LSTM unit [33], 34 is divided into four parts: input, control signal of input gate, control signal of forgetting gate and control signal of output gate. The input gate controls whether write is allowed, the forgetting gate controls whether the value of the memory unit needs to be updated, and the output gate controls whether output is allowed. The internal structure diagram is shown in Fig. 3.

Z is the input, and Z_i is the control signal of the input gate. Z_f represents the control signal of the forgetting gate. Z_o represents the control signal of the output gate. The f(x) function is usually Sigmod:

$$ f\left( x \right) = \frac{1}{{1 + e^{ - x} }} $$

(5)

This function is controlled within the range of [0, 1] and can indicate the opening degree of the door. g(x) and h(x) are activation functions.

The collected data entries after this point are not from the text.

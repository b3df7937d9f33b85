//! Codex
//!
//! A player's private board. Cards sit on a diagonal grid: every new card
//! overlaps one or more corners of cards placed earlier, so a corner is
//! covered exactly when the neighbouring cell in its direction holds a card
//! placed later.

use std::collections::BTreeMap;

use serde::{Deserialize, Serialize};

use super::card::{Card, Corner, CornerPosition, Symbol};

/// A cell on the codex grid. The starter card sits at the origin.
#[derive(Clone, Copy, Debug, PartialEq, Eq, PartialOrd, Ord, Hash, Serialize, Deserialize)]
pub struct Position {
    pub row: i32,
    pub col: i32,
}

impl Position {
    pub const ORIGIN: Position = Position { row: 0, col: 0 };

    pub const fn new(row: i32, col: i32) -> Self {
        Self { row, col }
    }

    /// The cell touched by one of this cell's corners.
    pub fn neighbour(self, corner: CornerPosition) -> Position {
        let (dr, dc) = corner.offset();
        Position::new(self.row + dr, self.col + dc)
    }

    /// The four diagonal neighbours.
    pub fn diagonals(self) -> impl Iterator<Item = (CornerPosition, Position)> {
        CornerPosition::ALL.into_iter().map(move |c| (c, self.neighbour(c)))
    }
}

/// A card on the board.
#[derive(Clone, Debug, PartialEq, Eq, Serialize, Deserialize)]
pub struct PlacedCard {
    pub card: Card,
    pub face_up: bool,
    pub position: Position,
    /// Placement order, starting at 0 for the starter.
    pub order: u32,
}

impl PlacedCard {
    /// Corner as printed on the visible side.
    pub fn corner(&self, corner: CornerPosition) -> Corner {
        self.card.side(self.face_up).corner(corner)
    }
}

/// A player's board.
#[derive(Clone, Debug, Default, PartialEq, Eq, Serialize, Deserialize)]
pub struct Codex {
    cards: Vec<PlacedCard>,
}

impl Codex {
    pub fn new() -> Self {
        Self::default()
    }

    pub fn is_empty(&self) -> bool {
        self.cards.is_empty()
    }

    pub fn len(&self) -> usize {
        self.cards.len()
    }

    /// Placed cards in placement order.
    pub fn cards(&self) -> &[PlacedCard] {
        &self.cards
    }

    pub fn get(&self, position: Position) -> Option<&PlacedCard> {
        self.cards.iter().find(|c| c.position == position)
    }

    pub fn is_occupied(&self, position: Position) -> bool {
        self.get(position).is_some()
    }

    /// Put a card on the board. Legality is the rule evaluator's concern.
    pub fn place(&mut self, card: Card, face_up: bool, position: Position) {
        let order = self.cards.len() as u32;
        self.cards.push(PlacedCard { card, face_up, position, order });
    }

    /// Whether the corner of the card at `position` lies under a later card.
    pub fn is_corner_covered(&self, position: Position, corner: CornerPosition) -> bool {
        let Some(base) = self.get(position) else {
            return false;
        };
        self.get(position.neighbour(corner))
            .map(|other| other.order > base.order)
            .unwrap_or(false)
    }

    /// Count every visible symbol: uncovered corner symbols plus center
    /// resources of the visible sides.
    pub fn symbol_counts(&self) -> BTreeMap<Symbol, u32> {
        let mut counts = BTreeMap::new();
        for placed in &self.cards {
            let side = placed.card.side(placed.face_up);
            for kingdom in &side.center {
                *counts.entry(Symbol::Kingdom(*kingdom)).or_insert(0) += 1;
            }
            for corner in CornerPosition::ALL {
                if let Corner::Symbol(symbol) = side.corner(corner) {
                    if !self.is_corner_covered(placed.position, corner) {
                        *counts.entry(symbol).or_insert(0) += 1;
                    }
                }
            }
        }
        counts
    }

    /// Visible count of one symbol.
    pub fn count(&self, symbol: Symbol) -> u32 {
        self.symbol_counts().get(&symbol).copied().unwrap_or(0)
    }

    /// Empty cells diagonally adjacent to at least one placed card.
    pub fn frontier(&self) -> Vec<Position> {
        let mut cells: Vec<Position> = self
            .cards
            .iter()
            .flat_map(|c| c.position.diagonals().map(|(_, p)| p))
            .filter(|p| !self.is_occupied(*p))
            .collect();
        cells.sort();
        cells.dedup();
        cells
    }
}

// =============================================================================
// TESTS
// =============================================================================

First, Z is activated to get g(Z), Z is activated to get f (Z_i) by Sigmod and then multiplied to get g(Z) f(Z_i). Z_f is obtained by Sigmod function to obtain f(Z_f) and then multiplied by the value an of the memory unit existing at the last time to obtain cf (Z_f). Then, the value of memory unit is updated to:

$$ c^{^{\prime}} = g\left( Z \right)f\left( {Z_{i} } \right) + cf\left( {Z_{f} } \right) $$

(6)

c′ gets h(c′) after activation function; Z_o gets f(Z_o) through Sigmod function, multiply to get the output:

$$ a = h\left( {c^{^{\prime}} } \right)f\left( {Z_{o} } \right) $$

(7)

The input X_t at time t and the output h_t-1 of the hidden layer neuron at time t − 1 are used together as the input part of the hidden layer at time t. They are multiplied by different weight vectors respectively. After activation function, the control signals Z_f, Z_i, Z_o and the input value Z of the three gates are obtained. The formula is as follows:

$$ Z_{f} = \omega_{f} \left[ {h_{t - 1} ,x_{t} } \right] + b_{f} $$

(8)

$$ Z_{i} = \omega_{i} \left[ {h_{t - 1} ,x_{t} } \right] + b_{i} $$

(9)

$$ Z_{o} = \omega_{o} \left[ {h_{t - 1} ,x_{t} } \right] + b_{i} $$

(10)

$$ Z = \omega_{x} \left[ {h_{t - 1} ,x_{t} } \right] + b_{x} $$

(11)

Among them,$\omega$ represents the weight vector, $b$ represents the activation amount.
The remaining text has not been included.